Cheese as a Poison Absorber

In a separate discussion of how to handle thallium and other poisons in the digestive system, Aajonus introduced the protocol of eating small amounts of raw unsalted cheese throughout the day to continuously absorb poisons as they discharge into the gut. He stated that one tablespoon of cheese would have been sufficient to absorb 100% of 3,000 times the lethal dose of thallium if that dose were administered at one time, drawing directly on the jewelry maker case to illustrate the absorbing capacity of raw cheese. He specified that the cheese must be raw and unsalted, because salted cheese contains something explosive that causes the cheese to be digested rather than to sit in the gut performing its absorbing function. He said the protocol is to eat a sugar-cube-sized amount of raw unsalted cheese every 15 minutes to every half hour to every hour throughout the day, maintaining a constant absorbing presence in the digestive tract. The cheese absorbs the concentrated poisons as they are discharged and binds them for removal, preventing them from being reabsorbed into the bloodstream or causing damage to the intestinal lining.

Thallium In Silver Jewelry

Aajonus made a direct practical application of his thallium findings to everyday life. Silver jewelry, unless it is highly purified, contains both mercury and thallium. When a metal ring, bracelet, or other piece of silver jewelry causes discoloration of the skin beneath it, he said this is evidence that the metal is contaminated with thallium, mercury, or both, and that the person is being gradually poisoned. He advised not wearing any metal that causes this reaction.

He noted that even the absence of visible discoloration does not guarantee the metal is safe, because the contamination may be occurring below the threshold of visible change. The only way to confirm safety is laboratory analysis of a skin scraping from the contact area.

He extended this same reasoning to colloidal silver as a supplement.
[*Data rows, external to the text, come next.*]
// src/services/api_server.rs
//! API Server for the educational credential service
//!
//! Exposes the issuer, the holder wallet and the verifier over HTTP. The
//! API is built using Axum and includes endpoints for:
//! - Credential issuance and NFT minting
//! - Importing, listing and removing credentials in the holder wallet
//! - Building signed, selectively disclosed presentations
//! - Verifying scanned or pasted presentations

use crate::disclosure::SdJwt;
use crate::error::{IssuanceError, PresentationError, WalletError};
use crate::models::credential::{ClaimSet, TOKEN_ADDRESS};
use crate::models::presentation::{PresentationEnvelope, TokenInfo};
use crate::services::credential_issuer::{CredentialIssuer, IssuanceGrant};
use crate::services::presentation::{to_qr_payload, PresentationBuilder};
use crate::services::verifier::VerificationEngine;
use crate::utils::crypto::parse_address;
use crate::wallet::credential_storage::parse_export;
use crate::wallet::key_management::KeyManager;
use axum::{
    extract::{Json, Path, State},
    http::StatusCode,
    response::{IntoResponse, Response},
    routing::{get, post},
    Router,
};
use log::{info, warn};
use serde::{Deserialize, Serialize};
use std::collections::{BTreeSet, HashMap};
use std::net::SocketAddr;
use std::sync::{Arc, Mutex};
use tower_http::cors::CorsLayer;

// API request and response structures

/// Request payload for issuing a credential and minting its token
#[derive(Serialize, Deserialize)]
#[serde(rename_all = "camelCase")]
struct IssueCredentialRequest {
    /// Identifies the approved issuance; a grant issues once
    grant_id: String,
    claims: ClaimSet,
    /// Graduate's wallet address that receives the NFT
    recipient: String,
    /// Image reference written into the token metadata
    image: String,
}

/// Request payload for building a presentation from a stored credential
#[derive(Serialize, Deserialize)]
#[serde(rename_all = "camelCase")]
struct PresentRequest {
    token_id: String,
    #[serde(default)]
    disclose: Vec<String>,
    /// Attach token coordinates so the verifier can check ownership
    #[serde(default)]
    include_token_info: bool,
}

/// Response containing a signed envelope and its QR payload
#[derive(Serialize, Deserialize)]
#[serde(rename_all = "camelCase")]
struct PresentResponse {
    envelope: PresentationEnvelope,
    qr_payload: String,
}

/// Request payload for verifying a presentation
#[derive(Serialize, Deserialize)]
struct VerifyRequest {
    /// QR payload, URL or envelope JSON
    payload: String,
}

#[derive(Serialize, Deserialize)]
struct ErrorResponse {
    error: String,
}

fn error_response(status: StatusCode, message: impl ToString) -> Response {
    (
        status,
        Json(ErrorResponse {
            error: message.to_string(),
        }),
    )
        .into_response()
}

/// API server state containing all service dependencies
pub struct ApiServer {
    /// Service for issuing credentials and minting tokens
    credential_issuer: Arc<CredentialIssuer>,

    /// Service for verifying presentations
    verifier: Arc<VerificationEngine>,

    /// Service for building presentations
    presentation_builder: Arc<PresentationBuilder>,

    /// Holder wallet with its credential store
    key_manager: Arc<KeyManager>,

    /// Grants that have issued their credential, by grant id
    grants: Arc<Mutex<HashMap<String, IssuanceGrant>>>,

    /// Collection used when an issuance request names no `tokenAddress`
    default_contract: Option<String>,
}

impl ApiServer {
    /// Creates a new instance of the API server
    pub fn new(
        credential_issuer: CredentialIssuer,
        verifier: VerificationEngine,
        presentation_builder: PresentationBuilder,
        key_manager: KeyManager,
    ) -> Self {
        ApiServer {
            credential_issuer: Arc::new(credential_issuer),
            verifier: Arc::new(verifier),
            presentation_builder: Arc::new(presentation_builder),
            key_manager: Arc::new(key_manager),
            grants: Arc::new(Mutex::new(HashMap::new())),
            default_contract: None,
        }
    }

    /// Sets the collection new credentials are minted on by default.
    pub fn with_default_contract(mut self, contract: &str) -> Self {
        let contract = contract.trim();
        self.default_contract = (!contract.is_empty()).then(|| contract.to_string());
        self
    }

    /// Configures all API routes.
    pub fn router(&self) -> Router {
        Router::new()
            .route("/issue-credential", post(Self::issue_credential_handler))
            .route("/import-credential", post(Self::import_credential_handler))
            .route(
                "/credentials",
                get(Self::list_credentials_handler).delete(Self::clear_credentials_handler),
            )
            .route(
                "/credentials/:token_id",
                get(Self::get_credential_handler).delete(Self::remove_credential_handler),
            )
            .route("/present", post(Self::present_handler))
            .route("/verify", post(Self::verify_handler))
            .layer(CorsLayer::permissive())
            .with_state(Arc::new(self.clone()))
    }

    /// Starts the API server and begins listening for requests
    ///
    /// # Arguments
    /// * `addr` - Socket address to bind to (e.g., "127.0.0.1:3000")
    pub async fn run(&self, addr: SocketAddr) -> std::io::Result<()> {
        let listener = tokio::net::TcpListener::bind(addr).await?;
        info!("API server listening on http://{}", addr);
        axum::serve(listener, self.router()).await
    }

    // =====================
    // Issuance
    // =====================

    /// Issues a credential, publishes its metadata and mints its token
    ///
    /// # Endpoint
    /// POST /issue-credential
    ///
    /// # Responses
    /// - 200 OK: Returns the credential export file for the graduate
    /// - 400 Bad Request: Invalid claims or recipient
    /// - 409 Conflict: Grant already issued
    /// - 502 Bad Gateway: Metadata upload or mint failed
    async fn issue_credential_handler(
        State(state): State<Arc<ApiServer>>,
        Json(payload): Json<IssueCredentialRequest>,
    ) -> Response {
        let recipient = match parse_address(&payload.recipient) {
            Ok(address) => address,
            Err(e) => return error_response(StatusCode::BAD_REQUEST, e),
        };

        let mut claims = payload.claims;
        if let (false, Some(contract)) = (claims.contains(TOKEN_ADDRESS), &state.default_contract) {
            claims.insert(TOKEN_ADDRESS, contract);
        }

        // Only grants that produced an artifact are kept, so a rejected
        // request can be retried with corrected claims. The lock is released
        // before any network call.
        let issued = {
            let mut grants = state.grants.lock().unwrap_or_else(|poisoned| poisoned.into_inner());
            match grants.get_mut(&payload.grant_id) {
                Some(grant) => state.credential_issuer.issue(grant),
                None => {
                    let mut grant = IssuanceGrant::new(payload.grant_id.clone(), claims);
                    let issued = state.credential_issuer.issue(&mut grant);
                    if issued.is_ok() {
                        grants.insert(payload.grant_id.clone(), grant);
                    }
                    issued
                }
            }
        };
        let issued = match issued {
            Ok(issued) => issued,
            Err(e) => return issuance_error(e),
        };

        match state.credential_issuer.deliver(&issued, recipient, &payload.image).await {
            Ok(export) => (StatusCode::OK, Json(export)).into_response(),
            Err(e) => issuance_error(e),
        }
    }

    // =====================
    // Holder wallet
    // =====================

    /// Imports a credential export file into the holder wallet
    ///
    /// # Endpoint
    /// POST /import-credential
    ///
    /// # Responses
    /// - 200 OK: Returns the stored credential with its recovered claims
    /// - 400 Bad Request: Malformed file or an artifact that fails verification
    async fn import_credential_handler(State(state): State<Arc<ApiServer>>, body: String) -> Response {
        let imported = parse_export(&body).and_then(|export| state.key_manager.import_credential(export));
        match imported {
            Ok(stored) => {
                info!("wallet now holds {} credential(s)", state.key_manager.credential_count());
                (StatusCode::OK, Json(stored)).into_response()
            }
            Err(e) => error_response(StatusCode::BAD_REQUEST, e),
        }
    }

    /// Lists the holder's credentials
    ///
    /// # Endpoint
    /// GET /credentials
    async fn list_credentials_handler(State(state): State<Arc<ApiServer>>) -> impl IntoResponse {
        (StatusCode::OK, Json(state.key_manager.credentials()))
    }

    /// # Endpoint
    /// DELETE /credentials
    async fn clear_credentials_handler(State(state): State<Arc<ApiServer>>) -> StatusCode {
        state.key_manager.clear_credentials();
        StatusCode::NO_CONTENT
    }

    /// # Endpoint
    /// GET /credentials/:token_id
    async fn get_credential_handler(
        State(state): State<Arc<ApiServer>>,
        Path(token_id): Path<String>,
    ) -> Response {
        match state.key_manager.get_credential(&token_id) {
            Some(stored) => (StatusCode::OK, Json(stored)).into_response(),
            None => error_response(StatusCode::NOT_FOUND, WalletError::NotFound(token_id)),
        }
    }

    /// # Endpoint
    /// DELETE /credentials/:token_id
    async fn remove_credential_handler(
        State(state): State<Arc<ApiServer>>,
        Path(token_id): Path<String>,
    ) -> Response {
        if state.key_manager.remove_credential(&token_id) {
            StatusCode::NO_CONTENT.into_response()
        } else {
            error_response(StatusCode::NOT_FOUND, WalletError::NotFound(token_id))
        }
    }

    // =====================
    // Presentation & verification
    // =====================

    /// Builds a signed presentation of a stored credential
    ///
    /// # Endpoint
    /// POST /present
    ///
    /// # Responses
    /// - 200 OK: Returns the envelope and its `?data=` QR payload
    /// - 404 Not Found: No stored credential for the token id
    async fn present_handler(
        State(state): State<Arc<ApiServer>>,
        Json(payload): Json<PresentRequest>,
    ) -> Response {
        let Some(stored) = state.key_manager.get_credential(&payload.token_id) else {
            return error_response(StatusCode::NOT_FOUND, WalletError::NotFound(payload.token_id));
        };
        let artifact = match SdJwt::parse(&stored.credential.sdjwt) {
            Ok(artifact) => artifact,
            Err(e) => return error_response(StatusCode::UNPROCESSABLE_ENTITY, e),
        };
        let requested: BTreeSet<String> = payload.disclose.into_iter().collect();
        let token_info = payload
            .include_token_info
            .then(|| TokenInfo::from(stored.credential.token.clone()));

        let envelope = state
            .presentation_builder
            .build(&artifact, &requested, state.key_manager.as_ref(), token_info)
            .and_then(|envelope| Ok((to_qr_payload(&envelope)?, envelope)));
        match envelope {
            Ok((qr_payload, envelope)) => {
                (StatusCode::OK, Json(PresentResponse { envelope, qr_payload })).into_response()
            }
            Err(e) => presentation_error(e),
        }
    }

    /// Verifies a presentation
    ///
    /// # Endpoint
    /// POST /verify
    ///
    /// # Responses
    /// - 200 OK: Returns the verification result, including failures
    async fn verify_handler(
        State(state): State<Arc<ApiServer>>,
        Json(payload): Json<VerifyRequest>,
    ) -> impl IntoResponse {
        let result = state.verifier.verify(&payload.payload).await;
        (StatusCode::OK, Json(result))
    }
}

fn issuance_error(err: IssuanceError) -> Response {
    let status = match &err {
        IssuanceError::AlreadyIssued(_) => StatusCode::CONFLICT,
        IssuanceError::MissingClaim(_)
        | IssuanceError::InvalidClaim { .. }
        | IssuanceError::IssuerMismatch { .. }
        | IssuanceError::Codec(_) => StatusCode::BAD_REQUEST,
        IssuanceError::UploadFailed(_) | IssuanceError::MintFailed(_) | IssuanceError::HashMismatch { .. } => {
            StatusCode::BAD_GATEWAY
        }
    };
    warn!("issuance request failed: {}", err);
    error_response(status, err)
}

fn presentation_error(err: PresentationError) -> Response {
    error_response(StatusCode::UNPROCESSABLE_ENTITY, err)
}

// Implement Clone for ApiServer to use with Axum's State
impl Clone for ApiServer {
    fn clone(&self) -> Self {
        ApiServer {
            credential_issuer: Arc::clone(&self.credential_issuer),
            verifier: Arc::clone(&self.verifier),
            presentation_builder: Arc::clone(&self.presentation_builder),
            key_manager: Arc::clone(&self.key_manager),
            grants: Arc::clone(&self.grants),
            default_contract: self.default_contract.clone(),
        }
    }
}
He was blunt: colloidal silver is very toxic, it contains mercury, thallium, aluminum, and other toxic minerals, and people who take large amounts of it turn grey and can become invalid. He described it as functioning like an antibiotic, poisoning the body into suppressing activity rather than genuinely fighting infection through biological means.
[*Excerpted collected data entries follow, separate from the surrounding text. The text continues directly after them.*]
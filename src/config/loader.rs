//! Scenario loader
//!
//! Pipeline:
//! 1. Size check
//! 2. Read, strip UTF-8 BOM
//! 3. YAML parsing (with line numbers on failure)
//! 4. Validation
//! 5. Freeze with `Arc`

use std::path::Path;
use std::sync::Arc;

use crate::config::schema::ScenarioConfig;
use crate::config::validation::Validator;
use crate::error::ConfigError;

// ============================================================================
// Public API
// ============================================================================

/// Options for the scenario loader.
#[derive(Debug, Clone, Default)]
pub struct LoaderOptions {
    /// Size limits.
    pub config_limits: ConfigLimits,
}

/// Limits that guard against oversized scenarios.
#[derive(Debug, Clone)]
pub struct ConfigLimits {
    /// Maximum number of phases.
    pub max_phases: usize,

    /// Maximum scenario file size in bytes.
    pub max_config_size: usize,
}

impl Default for ConfigLimits {
    fn default() -> Self {
        Self {
            max_phases: env_or("PHASEGATE_MAX_PHASES", 1000),
            max_config_size: env_or("PHASEGATE_MAX_CONFIG_SIZE", 10 * 1024 * 1024),
        }
    }
}

/// Result of loading a scenario.
#[derive(Debug)]
pub struct LoadResult {
    /// The loaded and validated scenario.
    pub config: Arc<ScenarioConfig>,

    /// Warnings encountered during loading.
    pub warnings: Vec<LoadWarning>,
}

/// Warning produced while loading.
#[derive(Debug, Clone)]
pub struct LoadWarning {
    /// Warning message.
    pub message: String,

    /// Where in the scenario the warning applies.
    pub location: Option<String>,
}

impl std::fmt::Display for LoadWarning {
    fn fmt(&self, f: &mut std::fmt::Formatter<'_>) -> std::fmt::Result {
        match &self.location {
            Some(location) => write!(f, "{} at {location}", self.message),
            None => f.write_str(&self.message),
        }
    }
}

/// Scenario loader.
#[derive(Debug, Default)]
pub struct ConfigLoader {
    options: LoaderOptions,
}

impl ConfigLoader {
    /// Creates a loader with the given options.
    #[must_use]
    pub const fn new(options: LoaderOptions) -> Self {
        Self { options }
    }

    /// Creates a loader with default limits.
    #[must_use]
    pub fn with_defaults() -> Self {
        Self::new(LoaderOptions::default())
    }

    /// Loads, validates and freezes the scenario at `path`.
    ///
    /// # Errors
    ///
    /// Returns an error if:
    /// - The file cannot be read or is too large
    /// - YAML parsing fails
    /// - Validation reports errors
    pub fn load(&self, path: &Path) -> Result<LoadResult, ConfigError> {
        let limits = &self.options.config_limits;

        let metadata = std::fs::metadata(path).map_err(|_| ConfigError::MissingFile {
            path: path.to_path_buf(),
        })?;
        let file_size = usize::try_from(metadata.len()).unwrap_or(usize::MAX);
        if file_size > limits.max_config_size {
            return Err(ConfigError::InvalidValue {
                field: "file_size".to_string(),
                value: format!("{file_size} bytes"),
                expected: format!("at most {} bytes", limits.max_config_size),
            });
        }

        let raw = std::fs::read_to_string(path).map_err(|_| ConfigError::MissingFile {
            path: path.to_path_buf(),
        })?;

        self.load_str(&raw, path)
    }

    /// Parses and validates scenario text. `origin` is only used in errors.
    ///
    /// # Errors
    ///
    /// Returns `ConfigError::ParseError` for empty or malformed YAML and
    /// `ConfigError::ValidationError` when validation reports errors.
    pub fn load_str(&self, raw: &str, origin: &Path) -> Result<LoadResult, ConfigError> {
        let content = raw.strip_prefix('\u{feff}').unwrap_or(raw);

        if content.trim().is_empty() {
            return Err(ConfigError::ParseError {
                path: origin.to_path_buf(),
                line: None,
                message: "scenario file is empty".to_string(),
            });
        }

        let config: ScenarioConfig =
            serde_yaml::from_str(content).map_err(|e| ConfigError::ParseError {
                path: origin.to_path_buf(),
                line: e.location().map(|l| l.line()),
                message: e.to_string(),
            })?;

        let result = Validator::new().validate(&config, &self.options.config_limits);
        if result.has_errors() {
            return Err(ConfigError::ValidationError {
                path: origin.display().to_string(),
                errors: result.errors,
            });
        }

        let warnings = result
            .warnings
            .into_iter()
            .map(|issue| LoadWarning {
                message: issue.message,
                location: Some(issue.path),
            })
            .collect();

        Ok(LoadResult {
            config: Arc::new(config),
            warnings,
        })
    }
}

/// Parses an environment variable with a default value.
fn env_or<T: std::str::FromStr>(name: &str, default: T) -> T {
    std::env::var(name)
        .ok()
        .and_then(|v| v.parse().ok())
        .unwrap_or(default)
}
Industrial Sources and Regulatory Failure

Aajonus's most pointed criticism in relation to thallium was directed at the regulatory and industrial system. He stated that smelting factories, steel mills, and tin factories filter for lead because equipment exists to do so and because lead has sufficient public and regulatory visibility to create pressure for its removal. Thallium is more toxic than lead, but because the cost of building filtration equipment capable of removing thallium from industrial emissions is so enormous, industry and regulators have allowed the public to believe that existing filters adequately protect health. They do not, and the result is that anyone living near metal smelting operations is exposed to heavy doses of thallium in the air along with mercury and lead compounds.
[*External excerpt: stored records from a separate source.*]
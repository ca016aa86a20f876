//! Shared helpers for integration tests.

#![allow(dead_code)]

use std::io::Write;
use std::path::PathBuf;
use std::process::{Command, Output, Stdio};
use std::sync::{Arc, Mutex};

use phasegate::engine::{
    Condition, ConditionKind, ConditionPart, ConditionType, ControllerObserver, EngineEvent,
    PartSpec, Phase, PhaseSpec,
};
use phasegate::strategy::StrategyFactory;

/// Path to a file under `tests/fixtures/`.
pub fn fixture_path(name: &str) -> PathBuf {
    PathBuf::from(env!("CARGO_MANIFEST_DIR"))
        .join("tests")
        .join("fixtures")
        .join(name)
}

/// Runs the `phasegate` binary with `args` and empty stdin.
pub fn phasegate(args: &[&str]) -> Output {
    phasegate_with_input(args, "")
}

/// Runs the `phasegate` binary with `args`, feeding `input` on stdin.
pub fn phasegate_with_input(args: &[&str], input: &str) -> Output {
    let mut child = Command::new(env!("CARGO_BIN_EXE_phasegate"))
        .args(args)
        .env_remove("PHASEGATE_LOG_LEVEL")
        .env_remove("PHASEGATE_CONFIG")
        .stdin(Stdio::piped())
        .stdout(Stdio::piped())
        .stderr(Stdio::piped())
        .spawn()
        .expect("phasegate binary should spawn");
    child
        .stdin
        .take()
        .expect("stdin is piped")
        .write_all(input.as_bytes())
        .expect("stdin should accept input");
    child.wait_with_output().expect("phasegate should exit")
}

/// A counter condition with one `gte` part per reference.
pub fn counter_condition(id: u32, references: &[i64]) -> Arc<Condition> {
    let condition = Condition::new(id, format!("c{id}"), ConditionKind::Counter);
    for (i, reference) in references.iter().enumerate() {
        let part_id = u32::try_from(i + 1).unwrap();
        condition
            .add_part(ConditionPart::new(PartSpec::counter_at_least(
                part_id,
                format!("p{part_id}"),
                *reference,
            )))
            .unwrap();
    }
    condition
        .initialize_part_strategies(&StrategyFactory::new())
        .unwrap();
    condition
}

/// A time condition with one part lasting `units` seconds.
pub fn time_condition(id: u32, units: i64) -> Arc<Condition> {
    let condition = Condition::new(id, format!("t{id}"), ConditionKind::Time);
    condition
        .add_part(ConditionPart::new(PartSpec::elapsed(1, "elapsed", units)))
        .unwrap();
    condition
        .initialize_part_strategies(&StrategyFactory::new())
        .unwrap();
    condition
}

/// A root phase combining `conditions` with `rule`.
pub fn phase(id: u32, order: u32, rule: ConditionType, conditions: Vec<Arc<Condition>>) -> Arc<Phase> {
    Phase::new(PhaseSpec::new(id, format!("phase-{id}"), order, rule), conditions).unwrap()
}

/// Records every event a controller re-broadcasts.
#[derive(Default)]
pub struct EventLog(Mutex<Vec<EngineEvent>>);

impl EventLog {
    pub fn events(&self) -> Vec<EngineEvent> {
        self.0.lock().unwrap().clone()
    }
}

impl ControllerObserver for EventLog {
    fn on_entity_changed(&self, event: &EngineEvent) {
        self.0.lock().unwrap().push(event.clone());
    }
}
He connected this to the observation that many of the most serious, chronic, or near-fatal disease conditions he encountered had an industrial pollutant as their actual root cause, not a microbe or a cellular malfunction. He said: "Whenever you have a disease, you'll know that 90% of the time it will be, and if it's any kind of a serious thing or near fatal, any type of extreme or chronic condition, it's an industrial pollutant."